Commandé pour la reconstruction de la cathédrale de Coventry éventrée par les bombes allemandes, le War Requiem devait y être créé par Galina Vichnevskaïa, Peter Pears et Dietrich Fischer-Dieskau, symbolisant tous trois une humanité enfin réconciliée. La réalité rattrapa l’utopie: si elle put enregistrer l’œuvre dans les studios de Decca, la soprano ne participa pas à la création en 1966, privée de visa par les autorités soviétiques – la remarquable Heather Harper, récemment disparue, la remplaça. Le message de paix de la fin de l’œuvre, où, avant le «Requiescant in pace», Owen fait se rencontrer, sous la terre, un soldat et celui qu’il a tué, n’était pas entendu partout.

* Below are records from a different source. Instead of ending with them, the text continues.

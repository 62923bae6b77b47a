//! gridcipher core library.
//!
//! Decodes a message hidden in a published coordinate table. An HTML table
//! of `(x, character, y)` rows is lexed into [`CellToken`]s, grouped into
//! [`PositionRecord`]s, placed on a dense [`Grid`], and read back as the
//! uppercase letters in reading order. The main entry points are
//! [`decode_tokens`] for an existing token stream, [`decode_html`] for a
//! document string, and [`decode_document`] for a [`DocumentSource`].

#![warn(missing_docs)]

/// Decoder configuration.
pub mod config;
/// Row grouping, grid building, and message extraction.
pub mod decode;
/// Document sources and their errors.
pub mod source;
/// HTML table lexing into cell tokens.
pub mod table;

// ── Convenience re-exports ──────────────────────────────────────────────────

// Config
pub use config::{ColumnOrder, DecoderConfig};

// Pipeline
pub use decode::grid::{Grid, build_grid, build_grid_with_blank, fits_in_memory, grid_extent};
pub use decode::message::extract_message;
pub use decode::record::{PositionRecord, RecordError};
pub use decode::rows::{GroupedRows, group_rows, group_rows_with_diagnostics};
pub use decode::{Decoded, decode_html, decode_tokens};

// Tokens
pub use table::lexer::tokenize_tables;
pub use table::token::CellToken;

// Sources
pub use source::{
    Document, DocumentSource, FileSource, ReaderSource, SourceError, decode_document,
};

// Diagnostics (re-exported from the diagnostics crate)
pub use gridcipher_diagnostics::{Diagnostic, Severity, Span, codes};
/// HTML table lexer producing [`CellToken`](token::CellToken) streams.
pub mod lexer;
/// Cell token type shared by every token producer and the decoder.
pub mod token;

Quand il aborde Britten, Daniel Harding est sur ses terres, quoi qu’il dirige du compositeur anglais. Sa maîtrise de l’œuvre impressionne, la puissance et la clarté de sa direction aussi, qui évite tout éclatement entre les différents registres. L’Orchestre de Paris lui répond magnifiquement, auquel il impose des tempos très modérés. Il n’entre pourtant dans l’œuvre que peu à peu, gardant une sorte distance – le Fast and gay de «Out there we’ve walk’d quite friendly up do Death» pourrait être plus grinçant. Le «Libera me», en revanche, entre apocalypse et rédemption, dégage l’émotion dont manquait le début. Mais on retient surtout la beauté plastique de la lecture.

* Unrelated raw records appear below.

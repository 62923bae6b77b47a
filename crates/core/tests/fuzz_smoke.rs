//! Fuzz smoke tests for the table lexer and decoder.
//!
//! These tests feed random, adversarial, and edge-case inputs to the lexer
//! and the decoding pipeline to verify they never panic and that basic
//! structural invariants hold on every `Decoded`.
//!
//! No external crate dependencies are used; a simple deterministic PRNG
//! provides reproducible randomness.

use gridcipher_core::{
    CellToken, Decoded, DecoderConfig, Severity, decode_html, decode_tokens, tokenize_tables,
};

// ─── Simple deterministic PRNG (LCG) ────────────────────────────────────────

struct SimpleRng(u64);

impl SimpleRng {
    fn new(seed: u64) -> Self {
        Self(seed)
    }

    fn next(&mut self) -> u64 {
        self.0 = self
            .0
            .wrapping_mul(6364136223846793005)
            .wrapping_add(1442695040888963407);
        self.0
    }

    fn gen_range(&mut self, max: usize) -> usize {
        ((self.next() >> 33) as usize) % max
    }

    fn gen_bytes(&mut self, len: usize) -> Vec<u8> {
        (0..len).map(|_| (self.next() >> 56) as u8).collect()
    }
}

// ─── Invariant checking ─────────────────────────────────────────────────────

/// Assert structural invariants on any `Decoded`, regardless of input.
fn assert_invariants(out: &Decoded, input_len: usize) {
    let g = &out.grid;
    if out.records.is_empty() {
        assert!(g.is_empty());
    } else {
        let max_x = out.records.iter().map(|r| r.x).max().unwrap() as usize;
        let max_y = out.records.iter().map(|r| r.y).max().unwrap() as usize;
        assert_eq!((g.width(), g.height()), (max_x + 1, max_y + 1));
    }
    assert!(out.message.chars().all(char::is_uppercase));
    assert!(out.message.chars().count() <= g.width() * g.height());

    for diag in &out.diagnostics {
        assert_ne!(diag.severity, Severity::Error, "{diag:?}");
        if let Some(span) = diag.span {
            assert!(span.start <= span.end, "{diag:?}");
            assert!(span.end <= input_len, "span past input end: {diag:?}");
        }
    }
}

/// Keep grids small: concatenated digit runs would otherwise allocate large grids.
fn fuzz_config() -> DecoderConfig {
    DecoderConfig::default().with_max_coordinate(256)
}

fn fuzz_html(input: &str) {
    let toks = tokenize_tables(input);
    for t in &toks {
        if let Some(span) = t.span() {
            assert!(span.end <= input.len());
            assert!(input.is_char_boundary(span.start) && input.is_char_boundary(span.end));
        }
    }
    let out = decode_html(input, &fuzz_config());
    assert_invariants(&out, input.len());
}

// ═══════════════════════════════════════════════════════════════════════════════
// Random inputs
// ═══════════════════════════════════════════════════════════════════════════════

#[test]
fn lexer_no_panic_random_bytes() {
    let mut rng = SimpleRng::new(0xDEAD_BEEF);
    for len in [0, 1, 2, 5, 10, 50, 100, 500, 1000, 5000] {
        for _ in 0..20 {
            let bytes = rng.gen_bytes(len);
            let input = String::from_utf8_lossy(&bytes);
            fuzz_html(&input);
        }
    }
}

#[test]
fn decoder_no_panic_random_table_markup() {
    let mut rng = SimpleRng::new(0xBAAD_F00D);
    let pieces: &[&str] = &[
        "<tr>", "</tr>", "<td>", "</td>", "<th>", "</th>", "<p>", "</p>", "<!--", "-->", "<script>",
        "</script>", "&amp;", "&#65;", "&#x;", "&", "<", ">", "\"", "0", "1", "12", "A", "b", " ",
        "\n", "x-coordinate", "█",
    ];
    for len in [1, 5, 20, 100, 500] {
        for _ in 0..30 {
            let s: String = (0..len)
                .map(|_| pieces[rng.gen_range(pieces.len())])
                .collect();
            fuzz_html(&s);
        }
    }
}

#[test]
fn decoder_no_panic_random_token_streams() {
    let mut rng = SimpleRng::new(0x1234_5678);
    let cells: &[&str] = &["0", "3", "17", "-1", "A", "z", "AB", "", "Character", "257"];
    for len in [0, 1, 3, 4, 10, 100, 400] {
        for _ in 0..30 {
            let tokens: Vec<CellToken> = (0..len)
                .map(|_| match rng.gen_range(5) {
                    0 => CellToken::RowEnd,
                    _ => CellToken::text(cells[rng.gen_range(cells.len())]),
                })
                .collect();
            let out = decode_tokens(&tokens, &fuzz_config());
            assert_invariants(&out, 0);
        }
    }
}

// ═══════════════════════════════════════════════════════════════════════════════
// Adversarial markup
// ═══════════════════════════════════════════════════════════════════════════════

#[test]
fn lexer_no_panic_adversarial_markup() {
    let cases = [
        "<",
        "</",
        "<td",
        "<td>",
        "</td>",
        "</tr>",
        "<!--",
        "<!---->",
        "<td title='>'>1</td>",
        "<td title=\"unterminated>",
        "<script>",
        "<script></scrip",
        "<style/>x",
        "&",
        "&#",
        "&#x110000;",
        "&#99999999999;",
        "<td>&#xD800;</td></tr>",
        "<tr><td>€</td><td>€€</td><td>€</td></tr>",
        "<td><td><td></td></td></td></tr>",
    ];
    for case in cases {
        fuzz_html(case);
    }
}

Le chœur est remarquable, d’homogénéité – impeccable fugue du «Quam olim Abrahe» – et de nuances – les a cappella du «Kyrie»; seuls les «Hosannah» tendus du «Sanctus» l’éprouvent. Superbes par la beauté de la voix et la puissance de l’interprétation, les solistes font un peu du Requiem un opéra sacré. On se demandait comment le soprano léger d’Albina Shagimuratova assumerait sa partie. Emma Bell, à sa place, possède exactement le format requis, timbre somptueux, tessiture homogène, émission souple et souffle maîtrisé, de quoi offrir un «Lacrimosa» exemplaire – où Britten rejoint le Verdi du Requiem. Entre théâtralité et intimisme, hallucinés ou extatiques, Andrew Staples et Christian Gerhaher sculptent les poèmes d’Owen, le baryton allemand exploitant tout ce qui est possible en matière d’émission, de dynamique ou de coloration – hagard «Strange meeting», à la fin.
Un beau rêve, enfin: qu’on associe un jour à ce War Requiem le King Priam de Tippett... commandé pour la même occasion et créé un jour avant l’œuvre de Britten.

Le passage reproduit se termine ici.